Il y a des années, il y a des siècles, un bon journaliste était le premier à raconter une nouvelle. Le premier sur place, le premier qui transmettait l'info. Cette obsession pour la vitesse séparait le journaliste de l'éditorialiste, du chroniqueur. La meilleure voie possible pour qu'un jeune s'impose dans le métier c'était dénicher l'info plus vite que son ombre. Cette hantise pour la vitesse a façonné le Journaliste depuis deux siècles, depuis une époque ou les informations étaient les nouvelles parce que le public et la concurrence ne les connaissaient pas.

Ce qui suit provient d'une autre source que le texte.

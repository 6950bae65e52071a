//! # gots-codegen
//!
//! TypeScript declaration generator for Go packages. The crate takes
//! package-level Go declarations, already resolved by an external Go type
//! checker, and renders them as TypeScript `interface`, `type` and `const`
//! declarations that mirror how `encoding/json` puts the values on the wire.
//!
//! ## Features
//!
//! - Structs become interfaces, honouring `json`/`yaml` names, `omitempty`
//!   and `omitzero` optionality, and `tstype` overrides
//! - Runs of constants become a type alias plus typed bindings, a union of
//!   `typeof` members, or an `enum`
//! - Doc and inline comments are carried over, minus Go tool directives
//! - Types the generator cannot resolve degrade to a configurable fallback
//!   annotated with the original name
//! - Override rules map any Go type name to hand-written TypeScript
//!
//! ## Quick Start
//!
//! ### Building the IR directly
//!
//! ```rust
//! # fn main() -> gots_codegen::Result<()> {
//! use gots_codegen::{CodeGenerator, ConstDecl, FieldDecl, Literal, Location, PackageUnit, TypeDecl, TypeNode, UnitItem};
//!
//! let loc = |i| Location::new("simple.go", i);
//! let items = vec![
//!     UnitItem::Type(TypeDecl::structure(
//!         "User",
//!         vec![
//!             FieldDecl::new("ID", TypeNode::pointer(TypeNode::unresolved("uuid.NullUUID")))
//!                 .renamed("id")
//!                 .optional(),
//!             FieldDecl::new("Name", TypeNode::string()).renamed("name"),
//!         ],
//!         loc(1),
//!     )),
//!     UnitItem::Const(ConstDecl::untyped("RoleViewer", Literal::String("viewer".into()), loc(2))),
//!     UnitItem::Const(ConstDecl::untyped("RoleEditor", Literal::String("editor".into()), loc(3))),
//! ];
//!
//! let mut generator = CodeGenerator::new();
//! generator.add_unit(PackageUnit::new("simple", "simple.go", items)?);
//!
//! let code = generator.generate()?;
//! assert!(code.contains("  id?: unknown /* uuid.NullUUID */ | null;\n"));
//! assert!(code.contains("export type Role = string;\n"));
//! assert!(code.contains("export const RoleViewer: Role = \"viewer\";\n"));
//! # Ok(())
//! # }
//! ```
//!
//! ### Reading resolved packages
//!
//! The external resolver writes one JSON or YAML document per package (see
//! [`source`] for the format):
//!
//! ```no_run
//! # fn main() -> gots_codegen::Result<()> {
//! use gots_codegen::{CodeGenerator, Config, OverrideRules};
//!
//! let overrides = OverrideRules::from_rules([
//!     ("time.Time", "string"),
//!     ("uuid.NullUUID", "string"),
//! ])?;
//!
//! CodeGenerator::with_config(Config::new().with_overrides(overrides))?
//!     .add_source_file("build/models.json")?
//!     .write_to_file("web/src/models/index.ts")?;
//! # Ok(())
//! # }
//! ```
//!
//! ## Type Mappings
//!
//! | Go type | TypeNode | TypeScript |
//! |---------|----------|------------|
//! | `bool` | `TypeNode::bool()` | `boolean` |
//! | `string` | `TypeNode::string()` | `string` |
//! | `int`, `uint32`, `float64`, ... | `TypeNode::primitive(..)` | `number /* uint32 */` |
//! | `any`, `interface{}`, `func`, `chan` | `TypeNode::any()` | fallback |
//! | `[]T`, `[N]T` | `TypeNode::sequence(T)` | `T[]` |
//! | `[]byte` | `TypeNode::sequence(byte)` | `string` |
//! | `map[K]V` | `TypeNode::map(K, V)` | `{ [key: K]: V \| undefined }` |
//! | `*T` | `TypeNode::pointer(T)` | `T \| null` |
//! | `struct { ... }` | `TypeNode::object(fields)` | `{ ... }` |
//! | declared type | `TypeNode::named(name)` | `Name` |
//! | unknown type | `TypeNode::unresolved(name)` | `unknown /* name */` |

pub mod builder;
mod comments;
pub mod config;
pub mod constants;
pub mod error;
mod fields;
mod generator;
mod ident;
pub mod ir;
pub mod mapper;
pub mod source;
pub mod tags;

pub use config::{CommentMode, Config, ConstStyle, FallbackPolicy, Flavor, OverrideRules};
pub use error::{Error, Location, Result};
pub use generator::CodeGenerator;
pub use ir::{ConstDecl, DeclKind, FieldDecl, Heritage, Literal, PackageUnit, Primitive, TypeDecl, TypeNode, UnitItem};
pub use mapper::{MapContext, TargetExpr};
pub use source::{SourceFormat, SourcePackage};
//! TypeScript identifier rules.

use crate::error::{Error, Location, Result};

const RESERVED: &[&str] = &[
    // ECMAScript reserved words
    "break", "case", "catch", "class", "const", "continue", "debugger", "default", "delete", "do",
    "else", "enum", "export", "extends", "false", "finally", "for", "function", "if", "import",
    "in", "instanceof", "new", "null", "return", "super", "switch", "this", "throw", "true", "try",
    "typeof", "var", "void", "while", "with",
    // strict mode
    "implements", "interface", "let", "package", "private", "protected", "public", "static",
    "yield",
    // predefined type names
    "any", "bigint", "boolean", "never", "number", "object", "string", "symbol", "undefined",
    "unknown",
];

pub fn is_identifier(name: &str) -> bool {
    let mut chars = name.chars();
    let Some(first) = chars.next() else {
        return false;
    };
    (first.is_alphabetic() || first == '_' || first == '$')
        && chars.all(|c| c.is_alphanumeric() || c == '_' || c == '$')
}

pub fn is_reserved(name: &str) -> bool {
    RESERVED.contains(&name)
}

/// A name usable as a declaration: an identifier that is not reserved.
pub fn check_declaration(name: &str, location: &Location) -> Result<()> {
    if is_identifier(name) && !is_reserved(name) {
        Ok(())
    } else {
        Err(Error::InvalidIdentifier {
            name: name.to_string(),
            location: location.clone(),
        })
    }
}

/// Property names may be reserved words but otherwise need quoting.
pub fn property_name(name: &str) -> String {
    if is_identifier(name) {
        return name.to_string();
    }
    let escaped = name.replace('\\', "\\\\").replace('\'', "\\'");
    format!("'{escaped}'")
}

Et maintenant ? maintenant l'info circule si vite qu'être le plus rapide donne un avantage de quelques secondes sur son concurrent le moins acharné. Il y a tellement d'information que la différence entre l'urgent et le moins urgent c'est que le premier est instantané et le reste arrivera quelques secondes après. Grâce à Internet n'importe qui peut publier l'info avant, grâce aux APN n'importe qui peut prendre La photo.

Mais tout ceci n'est pas entièrement vrai. Un bon journaliste est surtout quelqu'un de captivant, juste, précis et surtout éclairant. Mais la vitesse servait jusqu'à maintenant à s'en décharger. Le temps est peut-être venu de changer ? Appelons ça le journalisme lent.